Vejam o filme e depois vejam o making-of (abaixo), vale a pena para perceberem como foi conseguido o trabalho do ponto-de-vista, que nos impressiona tanto. Em poucos segundos o filme agarra-nos, e não mais nos deixa até que surgem os créditos finais, tal é o ritmo imposto, não apenas visual mas sonoro e narrativo.
Em certa medida sinto que esta forma de trabalhar a apresentação da acção, como se tivéssemos uma câmara em cima do personagem, colada a ele, com tremuras, imitando a atenção de um soldado em cenário de guerra, ou seja com movimentos rápidos, sacadas e saltos, é central para nos transportar para o interior do soldado. Em certa medida esta animação faz-me pensar, em termos de linguagem audiovisual, que mais eficaz do que a câmara subjectiva, ou em primeira-pessoa, é a câmara que imita os personagens, aliás algo que se tem vindo a tornar norma, se pensarmos que nos anos recentes os planos estáticos praticamente desapareceram, temos quase sempre câmara ao ombro em movimento constante. Por outro lado a câmara subjectiva nunca funcionou muito bem, como continua a não funcionar nos videojogos. Aqui temos uma câmara como se fosse um personagem, mas temos o nosso personagem sempre em cena, empatizamos com ele, mas empatizamos através de uma mímica visual que parece servir de intensificador da expressividade desse personagem.
“Confusion Through Sand” (2014) de Danny Madden (Ornana)
Nos momentos de maior tensão, ajuda imenso o minimalismo visual, e a ocupação do ecrã pelo indefinido, que gera confusão em nós, e impacto na tensão, isto é algo que a animação faz muito bem, porque o seu material plástico se presta muito bem a tal. Ainda assim mesmo aqui, o facto do ponto-de-vista nunca parar e entrar em círculo, imita mais uma vez muito bem o que se está a passar com a visão do nosso personagem, e nós que só vemos através da câmara, vemos o que ele vê, e como ele vê, que é pouco ou nada, com a confusão a enfatizar toda a tensão do momento.
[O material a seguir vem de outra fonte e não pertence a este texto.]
//! Internal Diesel row structs for database operations.
//!
//! These types are implementation details of the persistence layer and must
//! never be exposed to the domain. They exist solely to satisfy Diesel's
//! type requirements for queries and mutations.

use chrono::{DateTime, Utc};
use diesel::prelude::*;
use uuid::Uuid;

use super::schema::{meetups, registrations, reviews, users};

/// Row struct for reading from the users table.
#[derive(Debug, Clone, Queryable, Selectable)]
#[diesel(table_name = users)]
#[diesel(check_for_backend(diesel::pg::Pg))]
pub(crate) struct UserRow {
    pub id: Uuid,
    pub username: String,
    pub email: String,
    pub password_hash: String,
    pub created_at: DateTime<Utc>,
}

/// Insertable struct for creating new user records.
#[derive(Debug, Clone, Insertable)]
#[diesel(table_name = users)]
pub(crate) struct NewUserRow<'a> {
    pub id: Uuid,
    pub username: &'a str,
    pub email: &'a str,
    pub password_hash: &'a str,
    pub created_at: DateTime<Utc>,
}

/// Row struct for reading from the meetups table.
#[derive(Debug, Clone, Queryable, Selectable)]
#[diesel(table_name = meetups)]
#[diesel(check_for_backend(diesel::pg::Pg))]
pub(crate) struct MeetupRow {
    pub id: Uuid,
    pub title: String,
    pub description: String,
    pub date: DateTime<Utc>,
    pub location: String,
    pub category: String,
    pub capacity: i32,
    pub host_id: Uuid,
    pub created_at: DateTime<Utc>,
}

/// Insertable struct for creating new meetup records.
#[derive(Debug, Clone, Insertable)]
#[diesel(table_name = meetups)]
pub(crate) struct NewMeetupRow<'a> {
    pub id: Uuid,
    pub title: &'a str,
    pub description: &'a str,
    pub date: DateTime<Utc>,
    pub location: &'a str,
    pub category: &'a str,
    pub capacity: i32,
    pub host_id: Uuid,
    pub created_at: DateTime<Utc>,
}

/// Insertable struct for creating new registration records.
#[derive(Debug, Clone, Insertable)]
#[diesel(table_name = registrations)]
pub(crate) struct NewRegistrationRow {
    pub id: Uuid,
    pub user_id: Uuid,
    pub meetup_id: Uuid,
    pub registered_at: DateTime<Utc>,
}

/// Row struct for reading from the reviews table.
#[derive(Debug, Clone, Queryable, Selectable)]
#[diesel(table_name = reviews)]
#[diesel(check_for_backend(diesel::pg::Pg))]
pub(crate) struct ReviewRow {
    pub id: Uuid,
    pub user_id: Uuid,
    pub meetup_id: Uuid,
    pub rating: i32,
    pub comment: String,
    pub created_at: DateTime<Utc>,
}

/// Insertable struct for creating new review records.
#[derive(Debug, Clone, Insertable)]
#[diesel(table_name = reviews)]
pub(crate) struct NewReviewRow<'a> {
    pub id: Uuid,
    pub user_id: Uuid,
    pub meetup_id: Uuid,
    pub rating: i32,
    pub comment: &'a str,
    pub created_at: DateTime<Utc>,
}

/// Changeset applied when a review upsert hits the uniqueness constraint.
/// The row id and ownership columns stay untouched.
#[derive(Debug, Clone, AsChangeset)]
#[diesel(table_name = reviews)]
pub(crate) struct ReviewUpdate<'a> {
    pub rating: i32,
    pub comment: &'a str,
    pub created_at: DateTime<Utc>,
}
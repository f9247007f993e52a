//! PostgreSQL-backed `UserRepository` implementation using Diesel ORM.

use async_trait::async_trait;
use diesel::prelude::*;
use diesel_async::RunQueryDsl;

use crate::domain::ports::{NewUserRecord, StoredAccount, UserRepository, UserRepositoryError};
use crate::domain::{EmailAddress, User, UserId, Username};

use super::diesel_error_mapping::{
    map_basic_diesel_error, map_basic_pool_error, unique_violation_constraint,
};
use super::models::{NewUserRow, UserRow};
use super::pool::{DbPool, PoolError};
use super::schema::users;

/// Diesel-backed implementation of the user repository port.
#[derive(Clone)]
pub struct DieselUserRepository {
    pool: DbPool,
}

impl DieselUserRepository {
    /// Create a new repository with the given connection pool.
    pub fn new(pool: DbPool) -> Self {
        Self { pool }
    }
}

fn map_pool_error(error: PoolError) -> UserRepositoryError {
    map_basic_pool_error(error, UserRepositoryError::connection)
}

fn map_diesel_error(error: diesel::result::Error) -> UserRepositoryError {
    map_basic_diesel_error(
        error,
        UserRepositoryError::query,
        UserRepositoryError::connection,
    )
}

/// Map a failed account insert, turning uniqueness-constraint hits into the
/// typed duplicate variants.
fn map_insert_error(error: diesel::result::Error) -> UserRepositoryError {
    match unique_violation_constraint(&error) {
        Some(constraint) if constraint.contains("username") => {
            UserRepositoryError::DuplicateUsername
        }
        Some(constraint) if constraint.contains("email") => UserRepositoryError::DuplicateEmail,
        _ => map_diesel_error(error),
    }
}

/// Convert a database row into a validated domain user.
fn row_to_user(row: &UserRow) -> Result<User, UserRepositoryError> {
    let username = Username::new(row.username.clone())
        .map_err(|err| UserRepositoryError::query(err.to_string()))?;
    let email = EmailAddress::new(row.email.clone())
        .map_err(|err| UserRepositoryError::query(err.to_string()))?;

    Ok(User::new(
        UserId::from_uuid(row.id),
        username,
        email,
        row.created_at,
    ))
}

#[async_trait]
impl UserRepository for DieselUserRepository {
    async fn insert(&self, record: &NewUserRecord) -> Result<(), UserRepositoryError> {
        let mut conn = self.pool.get().await.map_err(map_pool_error)?;

        let row = NewUserRow {
            id: *record.id.as_uuid(),
            username: record.username.as_ref(),
            email: record.email.as_ref(),
            password_hash: record.password_hash.as_str(),
            created_at: record.created_at,
        };

        diesel::insert_into(users::table)
            .values(&row)
            .execute(&mut conn)
            .await
            .map(|_| ())
            .map_err(map_insert_error)
    }

    async fn find_by_email(
        &self,
        email: &EmailAddress,
    ) -> Result<Option<StoredAccount>, UserRepositoryError> {
        let mut conn = self.pool.get().await.map_err(map_pool_error)?;

        let row = users::table
            .filter(users::email.eq(email.as_ref()))
            .select(UserRow::as_select())
            .first::<UserRow>(&mut conn)
            .await
            .optional()
            .map_err(map_diesel_error)?;

        row.map(|row| {
            let user = row_to_user(&row)?;
            Ok(StoredAccount {
                user,
                password_hash: row.password_hash,
            })
        })
        .transpose()
    }

    async fn find_by_id(&self, id: &UserId) -> Result<Option<User>, UserRepositoryError> {
        let mut conn = self.pool.get().await.map_err(map_pool_error)?;

        let row = users::table
            .find(id.as_uuid())
            .select(UserRow::as_select())
            .first::<UserRow>(&mut conn)
            .await
            .optional()
            .map_err(map_diesel_error)?;

        row.as_ref().map(row_to_user).transpose()
    }
}

#[cfg(test)]
mod tests {
    //! Regression coverage for error mapping and row conversion edge cases.

    use chrono::Utc;
    use uuid::Uuid;

    use super::*;

    fn valid_row() -> UserRow {
        UserRow {
            id: Uuid::new_v4(),
            username: "ada_lovelace".to_owned(),
            email: "ada@example.org".to_owned(),
            password_hash: "$argon2id$stub".to_owned(),
            created_at: Utc::now(),
        }
    }

    #[test]
    fn row_conversion_accepts_valid_rows() {
        let row = valid_row();
        let user = row_to_user(&row).expect("valid row converts");
        assert_eq!(user.username().as_ref(), "ada_lovelace");
        assert_eq!(user.email().as_ref(), "ada@example.org");
    }

    #[test]
    fn row_conversion_rejects_corrupt_username() {
        let mut row = valid_row();
        row.username = "has spaces".to_owned();

        let error = row_to_user(&row).expect_err("corrupt username fails");
        assert!(matches!(error, UserRepositoryError::Query { .. }));
    }

    #[test]
    fn insert_error_falls_back_to_query_mapping() {
        let mapped = map_insert_error(diesel::result::Error::NotFound);
        assert!(matches!(mapped, UserRepositoryError::Query { .. }));
    }

    #[test]
    fn pool_error_maps_to_connection_error() {
        let mapped = map_pool_error(PoolError::checkout("connection refused"));
        assert!(matches!(mapped, UserRepositoryError::Connection { .. }));
        assert!(mapped.to_string().contains("connection refused"));
    }
}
Todo este trabalho fez-me agora recordar o magnífico plano sequência da série "True Detective". Interessante como aí me liguei mais aos problemas logísticos, e menos estéticos. Talvez porque sendo uma câmara real, filmado em tão pouco tempo, apesar de seguir os personagens e forçar a tal perspectiva mimica de que falo aqui acima, sente-se menos que aqui. Aí a câmara parece mais limitar-se a seguir os personagens, falta-lhe raio de acção, falta manobra, para nos transportar para dentro de Matthew McConaughey. Ainda assim é um claro movimento da linguagem audiovisual neste sentido da mimica, menos do que no sentido do cinema clássico, como dei a entender nesse texto que fiz.
É muito bom ver como a linguagem vai evoluindo, e como continuamos a conseguir surpreender-nos com uma arte que tem mais de um século.